Over the course of the pandemic there’s been a lot of concern over children with special educational needs missing out academically and whilst this may be true, I strongly believe that we need also to focus on the fact that children have also missed out on play. Playing with friends, playing outside, playing with grandparents, playing at their friend’s house…the list goes on. And whilst play might be seen as something trivial it’s actually imperative for children’s well-being and their development of important skills. I’d go as far as saying that for young children, play is learning and learning is play.

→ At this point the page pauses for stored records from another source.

//! Token-metadata program encoders
//!
//! Manual data encodings; discriminators follow the program's instruction
//! enum (CreateMetadataAccountV2 = 16, CreateMasterEditionV3 = 17,
//! MintNewEditionFromMasterEditionViaToken = 11).

use solana_sdk::{
    instruction::{AccountMeta, Instruction},
    pubkey::Pubkey,
    system_program,
    sysvar,
};

use super::encode;
use super::ids::METADATA_PROGRAM_ID;
use crate::errors::PipelineError;
use crate::types::CreatorShare;

/// Metadata fields written on creation
pub struct MetadataArgs<'a> {
    pub name: &'a str,
    pub symbol: &'a str,
    pub uri: &'a str,
    pub seller_fee_basis_points: u16,
    pub creators: &'a [CreatorShare],
}

/// Create the metadata account for a mint
pub fn create_metadata_v2(
    metadata: &Pubkey,
    mint: &Pubkey,
    mint_authority: &Pubkey,
    payer: &Pubkey,
    update_authority: &Pubkey,
    args: &MetadataArgs<'_>,
) -> Result<Instruction, PipelineError> {
    let mut data = vec![16];
    encode::string(&mut data, args.name);
    encode::string(&mut data, args.symbol);
    encode::string(&mut data, args.uri);
    data.extend_from_slice(&args.seller_fee_basis_points.to_le_bytes());
    if args.creators.is_empty() {
        encode::none(&mut data);
    } else {
        data.push(1);
        data.extend_from_slice(&(args.creators.len() as u32).to_le_bytes());
        for creator in args.creators {
            let address: Pubkey = creator.address.parse().map_err(|e| {
                PipelineError::DependencyState(format!(
                    "creator address {}: {e}",
                    creator.address
                ))
            })?;
            data.extend_from_slice(address.as_ref());
            data.push(creator.verified as u8);
            data.push(creator.share);
        }
    }
    encode::none(&mut data); // collection
    encode::none(&mut data); // uses
    data.push(1); // is_mutable

    Ok(Instruction::new_with_bytes(
        METADATA_PROGRAM_ID,
        &data,
        vec![
            AccountMeta::new(*metadata, false),
            AccountMeta::new_readonly(*mint, false),
            AccountMeta::new_readonly(*mint_authority, true),
            AccountMeta::new(*payer, true),
            AccountMeta::new_readonly(*update_authority, true),
            AccountMeta::new_readonly(system_program::id(), false),
            AccountMeta::new_readonly(sysvar::rent::id(), false),
        ],
    ))
}

/// Create the master edition for a mint, capping print supply
pub fn create_master_edition_v3(
    edition: &Pubkey,
    mint: &Pubkey,
    metadata: &Pubkey,
    authority: &Pubkey,
    payer: &Pubkey,
    max_supply: Option<u64>,
) -> Instruction {
    let mut data = vec![17];
    encode::option_u64(&mut data, max_supply);

    Instruction::new_with_bytes(
        METADATA_PROGRAM_ID,
        &data,
        vec![
            AccountMeta::new(*edition, false),
            AccountMeta::new(*mint, false),
            AccountMeta::new_readonly(*authority, true),
            AccountMeta::new_readonly(*authority, true),
            AccountMeta::new(*payer, true),
            AccountMeta::new(*metadata, false),
            AccountMeta::new_readonly(spl_token::id(), false),
            AccountMeta::new_readonly(system_program::id(), false),
            AccountMeta::new_readonly(sysvar::rent::id(), false),
        ],
    )
}

/// Accounts for minting one print from a master edition
pub struct EditionPrintAccounts {
    pub new_metadata: Pubkey,
    pub new_edition: Pubkey,
    pub master_edition: Pubkey,
    pub new_mint: Pubkey,
    pub edition_marker: Pubkey,
    pub master_token_account: Pubkey,
    pub master_metadata: Pubkey,
}

/// Mint print number `edition` from the master edition via its token
pub fn mint_edition_from_master(
    accounts: &EditionPrintAccounts,
    authority: &Pubkey,
    payer: &Pubkey,
    edition: u64,
) -> Instruction {
    let mut data = vec![11];
    encode::u64(&mut data, edition);

    Instruction::new_with_bytes(
        METADATA_PROGRAM_ID,
        &data,
        vec![
            AccountMeta::new(accounts.new_metadata, false),
            AccountMeta::new(accounts.new_edition, false),
            AccountMeta::new(accounts.master_edition, false),
            AccountMeta::new(accounts.new_mint, false),
            AccountMeta::new(accounts.edition_marker, false),
            AccountMeta::new_readonly(*authority, true),
            AccountMeta::new(*payer, true),
            AccountMeta::new_readonly(*authority, true),
            AccountMeta::new_readonly(accounts.master_token_account, false),
            AccountMeta::new_readonly(*authority, false),
            AccountMeta::new_readonly(accounts.master_metadata, false),
            AccountMeta::new_readonly(spl_token::id(), false),
            AccountMeta::new_readonly(system_program::id(), false),
            AccountMeta::new_readonly(sysvar::rent::id(), false),
        ],
    )
}

#[cfg(test)]
mod tests {
    use super::*;

    #[test]
    fn test_master_edition_encodes_supply_option() {
        let key = Pubkey::new_unique();
        let capped = create_master_edition_v3(&key, &key, &key, &key, &key, Some(3));
        assert_eq!(capped.data[0], 17);
        assert_eq!(capped.data[1], 1);
        assert_eq!(&capped.data[2..10], &3u64.to_le_bytes());

        let open = create_master_edition_v3(&key, &key, &key, &key, &key, None);
        assert_eq!(open.data[1], 0);
        assert_eq!(open.data.len(), 2);
    }

    #[test]
    fn test_print_carries_edition_number() {
        let key = Pubkey::new_unique();
        let accounts = EditionPrintAccounts {
            new_metadata: key,
            new_edition: key,
            master_edition: key,
            new_mint: key,
            edition_marker: key,
            master_token_account: key,
            master_metadata: key,
        };
        let ix = mint_edition_from_master(&accounts, &key, &key, 7);
        assert_eq!(ix.data[0], 11);
        assert_eq!(&ix.data[1..9], &7u64.to_le_bytes());
        assert_eq!(ix.program_id, METADATA_PROGRAM_ID);
    }
}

Play is everything, it’s squishing play dough and in turn developing those important fine motor skills that help them learn how to write. It’s walking and balancing on that fallen log in the park and learning how to take risks and finesse their gross motor skills. And it’s falling out with a friend over sequins and learning those really important social skills and language/communication skills
I’m so passionate about the importance of play based activities helping develop skills that during the first lockdown (whilst juggling home schooling!) I wrote my first ever book on the topic: ‘100 Ways Your Child Can Learn Through Play’ Through my book I share a vast range of fun activities that children of all abilities can join in with, to help them develop vital skills (fine motor, gross motor, social skills, working memory, language and communication, literacy/numeracy, concentration, problem solving, emotional regulation and sensory integration) The idea was that it would empower parents to feel less guilty that their child was just playing and instead feel confident that their child is in fact learning a whole range of things through play. I also wanted to help parents who might have been told an area that their child needed extra support with (for example language and communication) but weren’t sure how they could help them at home. The book has a little tick box at the end of each activity highlighting which skills that activity helps develop.
But what do I mean exactly by play?
There’s lots of different types of play, from sensory play to imaginative play and all types of play can benefit children’s development.

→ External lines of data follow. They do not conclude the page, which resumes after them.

//! Property coverage for batch flattening and merge ordering

use proptest::prelude::*;
use solana_sdk::{
    hash::Hash,
    instruction::{AccountMeta, Instruction},
    pubkey::Pubkey,
};

use crate::batch::{Operation, OperationBatch};
use crate::ledger::FreshnessToken;

fn token() -> FreshnessToken {
    FreshnessToken {
        blockhash: Hash::new_unique(),
        last_valid_block_height: 42,
    }
}

fn tagged_op(tag: u8, payer: Pubkey) -> Operation {
    Operation::with_instructions(
        vec![Instruction::new_with_bytes(
            Pubkey::new_unique(),
            &[tag],
            vec![AccountMeta::new(Pubkey::new_unique(), false)],
        )],
        token(),
        payer,
    )
}

proptest! {
    /// Flattening never reorders: before-phase tags come out first in
    /// insertion order, then main, then after.
    #[test]
    fn prop_flatten_is_phase_then_insertion_order(
        phases in proptest::collection::vec(0u8..3, 0..24)
    ) {
        let payer = Pubkey::new_unique();
        let mut batch = OperationBatch::new();
        let mut expected: [Vec<u8>; 3] = Default::default();

        for (tag, phase) in phases.iter().enumerate() {
            let tag = tag as u8;
            let op = tagged_op(tag, payer);
            match phase {
                0 => batch.add_before_operation(op),
                1 => batch.add_operation(op),
                _ => batch.add_after_operation(op),
            }
            expected[usize::from(*phase)].push(tag);
        }

        let flat: Vec<u8> = batch
            .flatten()
            .iter()
            .map(|op| op.instructions()[0].data[0])
            .collect();
        let want: Vec<u8> = expected.concat();
        prop_assert_eq!(flat, want);
    }

    /// Merging preserves the flattened instruction sequence exactly and
    /// adopts the supplied token/payer.
    #[test]
    fn prop_merged_batch_matches_flattened_sequence(
        phases in proptest::collection::vec(0u8..3, 1..16)
    ) {
        let payer = Pubkey::new_unique();
        let mut batch = OperationBatch::new();
        for (tag, phase) in phases.iter().enumerate() {
            let op = tagged_op(tag as u8, payer);
            match phase {
                0 => batch.add_before_operation(op),
                1 => batch.add_operation(op),
                _ => batch.add_after_operation(op),
            }
        }

        let final_token = token();
        let final_payer = Pubkey::new_unique();
        let merged = batch.merged(final_token, final_payer);

        let flat: Vec<u8> = batch
            .flatten()
            .iter()
            .flat_map(|op| op.instructions().iter().map(|ix| ix.data[0]))
            .collect();
        let merged_tags: Vec<u8> = merged.instructions().iter().map(|ix| ix.data[0]).collect();
        prop_assert_eq!(merged_tags, flat);
        prop_assert_eq!(merged.token(), &final_token);
        prop_assert_eq!(merged.payer(), final_payer);
    }
}
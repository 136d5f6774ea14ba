//! Mintpipe - Batch Issuance and Instant-Sale Pipeline
//!
//! Entry point: loads configuration, reads the batch file, and drives
//! every item through the issuance, escrow, and auction chain until it
//! settles or is abandoned.

// Compiler warning configuration
#![deny(unused_imports)]
#![deny(unused_mut)]
#![warn(dead_code)]
#![warn(unused_must_use)]

use anyhow::{Context, Result};
use clap::Parser;
use std::time::Duration;
use tracing::{error, info, warn};
use tracing_subscriber::{layer::SubscriberExt, util::SubscriberInitExt};

use mintpipe::audit::AuditLog;
use mintpipe::checkpoint::CheckpointStore;
use mintpipe::config::Config;
use mintpipe::confirm::ConfirmPolicy;
use mintpipe::ledger::RpcConnection;
use mintpipe::metadata::MetadataClient;
use mintpipe::pipeline::Pipeline;
use mintpipe::stages::StageContext;
use mintpipe::types::BatchItem;
use mintpipe::wallet::WalletManager;

/// Command line arguments
#[derive(Parser, Debug)]
#[command(author, version, about, long_about = None)]
struct Args {
    /// Path to configuration file
    #[arg(short, long, default_value = "config.toml")]
    config: String,

    /// Batch file path, overriding the configured one
    #[arg(short, long)]
    batch: Option<String>,

    /// Enable verbose logging
    #[arg(short, long)]
    verbose: bool,
}

#[tokio::main]
async fn main() -> Result<()> {
    let args = Args::parse();

    init_logging(args.verbose)?;

    info!("Starting mintpipe");
    info!("Version: {}", env!("CARGO_PKG_VERSION"));

    info!("Loading configuration from: {}", args.config);
    let config = load_config(&args.config)?;

    let wallet =
        WalletManager::from_file(&config.wallet.keypair_path).context("Failed to load wallet")?;
    info!("Wallet address: {}", wallet.pubkey());

    let connection = RpcConnection::new(
        config.rpc.url.clone(),
        Duration::from_secs(config.rpc.timeout_secs),
        Duration::from_millis(config.rpc.poll_interval_ms),
    );
    let policy = ConfirmPolicy::new(config.rpc.max_retries, config.rpc.retry_backoff_ms);

    let audit = AuditLog::open(&config.audit_log_path)
        .with_context(|| format!("Failed to open audit log at {}", config.audit_log_path))?;

    let checkpoints = if config.checkpoint.enabled {
        CheckpointStore::open(&config.checkpoint.path)
            .context("Failed to open checkpoint store")?
    } else {
        warn!("Checkpointing disabled, crashed runs will not resume");
        CheckpointStore::disabled()
    };

    let metadata = MetadataClient::new(Duration::from_secs(config.rpc.timeout_secs))?;

    let batch_path = args.batch.as_deref().unwrap_or(&config.batch.file);
    info!("Reading batch from: {}", batch_path);
    let items = read_batch(batch_path)?;
    info!("Batch holds {} items", items.len());

    let ctx = StageContext {
        connection: &connection,
        wallet: &wallet,
        policy: &policy,
        audit: &audit,
        store_owner: config.auction.store_owner_pubkey()?,
        distribution_wallet: config.auction.distribution_wallet_pubkey()?,
    };
    let pipeline = Pipeline::new(ctx, &checkpoints, &metadata, config.batch.max_items);

    let summary = pipeline.run(items).await?;

    info!(
        settled = summary.settled.len(),
        abandoned = summary.abandoned.len(),
        skipped = summary.skipped.len(),
        "Run complete"
    );
    for abandoned in &summary.abandoned {
        error!(
            item = %abandoned.item_id,
            stage = abandoned.stage,
            error = %abandoned.error,
            "Item abandoned"
        );
    }

    if !summary.is_clean() {
        std::process::exit(1);
    }
    Ok(())
}

/// Initialize logging subsystem
fn init_logging(verbose: bool) -> Result<()> {
    let env_filter = if verbose {
        "mintpipe=debug,info"
    } else {
        "mintpipe=info,warn,error"
    };

    tracing_subscriber::registry()
        .with(
            tracing_subscriber::EnvFilter::try_from_default_env()
                .unwrap_or_else(|_| env_filter.into()),
        )
        .with(tracing_subscriber::fmt::layer().with_target(true))
        .init();

    Ok(())
}

/// Load configuration from file with fallback to defaults
fn load_config(path: &str) -> Result<Config> {
    if std::path::Path::new(path).exists() {
        Config::from_file_with_env(path)
            .with_context(|| format!("Failed to load config from {}", path))
    } else {
        warn!("Config file '{}' not found, using defaults", path);
        Ok(Config::default())
    }
}

/// Read and decode the batch file
fn read_batch(path: &str) -> Result<Vec<BatchItem>> {
    let content = std::fs::read_to_string(path)
        .with_context(|| format!("Failed to read batch file {}", path))?;
    let items: Vec<BatchItem> =
        serde_json::from_str(&content).context("Failed to decode batch file")?;
    Ok(items)
}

Sensory play (simply play that involves the senses) such as playing with sand, water etc. can be particularly calming for many children, helping them to relax after a busy day and take time to process situations. Making it fantastic for sensory integration and emotional regulation.

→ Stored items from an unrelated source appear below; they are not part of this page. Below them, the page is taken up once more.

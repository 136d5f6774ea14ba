//! Common types used throughout the pipeline

use serde::{Deserialize, Serialize};
use solana_sdk::pubkey::Pubkey;

/// Maximum number of items accepted per run
///
/// Exceeding it is rejected before any submission begins.
pub const MAX_BATCH_ITEMS: usize = 200;

/// Most edition prints a single item may put up for sale
///
/// The on-chain validation instruction encodes the winner range length as
/// a single byte, so a larger complement cannot be represented.
pub const MAX_EDITION_PRINTS: u64 = 255;

/// One entry of the driving batch file
#[derive(Debug, Clone, Serialize, Deserialize)]
pub struct BatchItem {
    /// URI of the item's metadata descriptor
    pub uri: String,

    /// Maximum supply of limited edition prints from the master
    pub max_supply: u64,

    /// Instant sale price in SOL
    pub price: f64,

    /// Number of prints reserved off-auction
    pub reserved: u64,

    /// Resolved descriptor, populated by metadata retrieval
    #[serde(default, skip_serializing_if = "Option::is_none")]
    pub metadata: Option<ItemMetadata>,
}

impl BatchItem {
    /// Stable identifier used for audit records and checkpoints
    ///
    /// The URI is the only field guaranteed unique per item in the input
    /// contract, so it doubles as the item key.
    pub fn id(&self) -> &str {
        &self.uri
    }

    /// Number of edition prints to mint before the sale stage
    pub fn editions_to_mint(&self) -> u64 {
        self.max_supply.saturating_sub(self.reserved)
    }

    /// Check the fields the workflow relies on, before any network call
    pub fn validate(&self) -> Result<(), crate::errors::PipelineError> {
        if !self.price.is_finite() || self.price < 0.0 {
            return Err(crate::errors::PipelineError::InputValidation(format!(
                "item {}: price {} is not a finite non-negative number",
                self.uri, self.price
            )));
        }
        if self.editions_to_mint() > MAX_EDITION_PRINTS {
            return Err(crate::errors::PipelineError::InputValidation(format!(
                "item {}: {} sellable editions exceed the limit of {}",
                self.uri,
                self.editions_to_mint(),
                MAX_EDITION_PRINTS
            )));
        }
        Ok(())
    }
}

/// Resolved metadata fields the workflow needs
#[derive(Debug, Clone, Serialize, Deserialize)]
pub struct ItemMetadata {
    pub name: String,
    pub symbol: String,
    pub seller_fee_basis_points: u16,
    #[serde(default)]
    pub creators: Vec<CreatorShare>,
    #[serde(default)]
    pub attributes: Vec<Attribute>,
}

/// A creator and their royalty share
#[derive(Debug, Clone, Serialize, Deserialize)]
pub struct CreatorShare {
    pub address: String,
    pub share: u8,
    #[serde(default)]
    pub verified: bool,
}

/// One trait attribute from the descriptor
#[derive(Debug, Clone, Serialize, Deserialize)]
pub struct Attribute {
    pub trait_type: String,
    pub value: String,
}

/// Raw descriptor JSON as served at the item URI
///
/// Only the fields the workflow consumes; everything else is ignored.
#[derive(Debug, Clone, Deserialize)]
pub struct MetadataJson {
    pub name: String,
    pub symbol: String,
    pub seller_fee_basis_points: u16,
    #[serde(default)]
    pub attributes: Vec<Attribute>,
    pub properties: MetadataJsonProperties,
}

#[derive(Debug, Clone, Deserialize)]
pub struct MetadataJsonProperties {
    #[serde(default)]
    pub creators: Vec<CreatorShare>,
}

/// Workflow state of one item
///
/// Transitions are strictly forward; a failed transition abandons the item
/// at its current state.
#[derive(Debug, Clone, Copy, PartialEq, Eq, PartialOrd, Ord, Serialize, Deserialize)]
pub enum ItemState {
    /// Master asset minted
    Issued,
    /// Reserved-complement edition prints minted and sent to the
    /// distribution wallet
    EditionsMinted,
    /// Vault created, funded with the master token, and combined
    EscrowFunded,
    /// Auction and auction manager created, authorities transferred
    AuctionOpened,
    /// Safety deposit box validated against the auction manager
    AuctionValidated,
    /// Auction started
    AuctionStarted,
    /// Sale hand-off complete
    Settled,
}

impl ItemState {
    /// The next state in the chain, if any
    pub fn next(self) -> Option<ItemState> {
        match self {
            ItemState::Issued => Some(ItemState::EditionsMinted),
            ItemState::EditionsMinted => Some(ItemState::EscrowFunded),
            ItemState::EscrowFunded => Some(ItemState::AuctionOpened),
            ItemState::AuctionOpened => Some(ItemState::AuctionValidated),
            ItemState::AuctionValidated => Some(ItemState::AuctionStarted),
            ItemState::AuctionStarted => Some(ItemState::Settled),
            ItemState::Settled => None,
        }
    }

    /// Stage name used in audit records
    pub fn name(self) -> &'static str {
        match self {
            ItemState::Issued => "issued",
            ItemState::EditionsMinted => "editions_minted",
            ItemState::EscrowFunded => "escrow_funded",
            ItemState::AuctionOpened => "auction_opened",
            ItemState::AuctionValidated => "auction_validated",
            ItemState::AuctionStarted => "auction_started",
            ItemState::Settled => "settled",
        }
    }
}

/// Addresses and identifiers accumulated across stage transitions
///
/// Each stage fills in the fields it produces; later stages read them.
/// Pubkeys are stored base58-encoded so the record round-trips through the
/// checkpoint store and audit log unchanged.
#[derive(Debug, Clone, Default, Serialize, Deserialize)]
pub struct StageOutputs {
    pub mint: Option<String>,
    pub token_account: Option<String>,
    pub metadata_account: Option<String>,
    pub master_edition: Option<String>,
    pub edition_mints: Vec<String>,
    pub external_price_account: Option<String>,
    pub vault: Option<String>,
    pub fraction_mint: Option<String>,
    pub fraction_treasury: Option<String>,
    pub redeem_treasury: Option<String>,
    pub token_store: Option<String>,
    pub auction: Option<String>,
    pub auction_extended: Option<String>,
    pub auction_manager: Option<String>,
    pub token_tracker: Option<String>,
    pub accept_payment_account: Option<String>,
}

impl StageOutputs {
    /// Read a required pubkey produced by an earlier stage
    pub fn require(
        &self,
        field: Option<&String>,
        what: &str,
    ) -> Result<Pubkey, crate::errors::PipelineError> {
        let value = field.ok_or_else(|| crate::errors::PipelineError::missing_account(what))?;
        value
            .parse::<Pubkey>()
            .map_err(|e| crate::errors::PipelineError::DependencyState(format!("{what}: {e}")))
    }
}

/// Why an item was abandoned, for the final summary
#[derive(Debug)]
pub struct AbandonedItem {
    pub item_id: String,
    pub stage: &'static str,
    pub error: crate::errors::PipelineError,
}

/// Final outcome of one run
#[derive(Debug, Default)]
pub struct RunSummary {
    /// Items that completed the full chain
    pub settled: Vec<String>,
    /// Items abandoned mid-chain, with the failing stage and error
    pub abandoned: Vec<AbandonedItem>,
    /// Items skipped before any ledger interaction (metadata failures)
    pub skipped: Vec<String>,
}

impl RunSummary {
    /// Whether the run completed without losing any item
    pub fn is_clean(&self) -> bool {
        self.abandoned.is_empty() && self.skipped.is_empty()
    }
}

#[cfg(test)]
mod tests {
    use super::*;

    #[test]
    fn test_state_chain_terminates() {
        let mut state = ItemState::Issued;
        let mut hops = 0;
        while let Some(next) = state.next() {
            state = next;
            hops += 1;
        }
        assert_eq!(state, ItemState::Settled);
        assert_eq!(hops, 6);
    }

    #[test]
    fn test_editions_to_mint() {
        let item = BatchItem {
            uri: "u".into(),
            max_supply: 3,
            price: 1.0,
            reserved: 1,
            metadata: None,
        };
        assert_eq!(item.editions_to_mint(), 2);

        let exhausted = BatchItem {
            reserved: 5,
            ..item.clone()
        };
        assert_eq!(exhausted.editions_to_mint(), 0);
    }

    #[test]
    fn test_validate_rejects_bad_price() {
        let mut item = BatchItem {
            uri: "u".into(),
            max_supply: 3,
            price: 1.0,
            reserved: 0,
            metadata: None,
        };
        assert!(item.validate().is_ok());

        item.price = -0.5;
        assert!(item.validate().is_err());

        item.price = f64::NAN;
        assert!(item.validate().is_err());

        item.price = f64::INFINITY;
        assert!(item.validate().is_err());
    }

    #[test]
    fn test_validate_caps_sellable_editions() {
        let mut item = BatchItem {
            uri: "u".into(),
            max_supply: MAX_EDITION_PRINTS,
            price: 1.0,
            reserved: 0,
            metadata: None,
        };
        assert!(item.validate().is_ok());

        item.max_supply = MAX_EDITION_PRINTS + 1;
        assert!(matches!(
            item.validate(),
            Err(crate::errors::PipelineError::InputValidation(_))
        ));

        // A large supply is fine as long as the reserve brings the
        // sellable complement back under the cap.
        item.reserved = 1;
        assert!(item.validate().is_ok());
    }

    #[test]
    fn test_outputs_require() {
        let mut outputs = StageOutputs::default();
        assert!(outputs.require(outputs.vault.as_ref(), "vault").is_err());

        outputs.vault = Some(Pubkey::new_unique().to_string());
        assert!(outputs.require(outputs.vault.as_ref(), "vault").is_ok());

        outputs.auction = Some("not-a-pubkey".into());
        assert!(outputs.require(outputs.auction.as_ref(), "auction").is_err());
    }
}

Risky play (play that involves children taking some level of freedom and risk over their play..within limits) can help children learn important problem-solving skills for later in life, develop resilience and help with concentration.
Imaginative play is wonderful for language and communication skills and social skills. It can also be fantastic for families and teachers to observe- as often you get an insight into how children are feeling and the things they are worried about by seeing them act them out during play. This could be children setting up a small school with their toys and you might see for example, one of the toys not having anyone to play with at playtime- this could be a reflection of what your child is experiencing themselves (or has seen other children experience) and it can provide an opportunity to discuss this with your child.
Children’s appetite for play also has a crucial role in helping them to develop friendships- and friendships are incredibly important for children’s social and emotional well being.
So how can families help their children develop skills through play?
Firstly, often you don’t always need to do very much. It’s really important to provide time for free play where your child can choose what to play with- enabling them to enjoy play and relax. Remembering that free play is important for developing skills as well as helping with mental well-being.
Provide opportunities for sensory play activities, especially after a busy day, to help your child relax and regulate their emotions. This could be with sand, water, play dough- anything that involves their senses. Be led by your child, some children really benefit from sensory play, whereas for others it can have a more stimulating effect.
Observe your child when they are playing imaginatively, often it can provide an insight into their day and any concerns they have. Watch the interactions they play out with their toys for example. And use imaginative play activities to strengthen your child’s language and communication skills ‘talking’ as the toys.
Don’t be afraid to weave into activities literacy, numeracy and motor skill activities. For example, if you’re playing ‘vets’ maybe you could help your child to make notes about the patient, draw the sign, count the patients etc.
Lastly, my biggest piece of advice would be, to play too! Not only do children love it when their grown ups join in, but its actually really good for us too!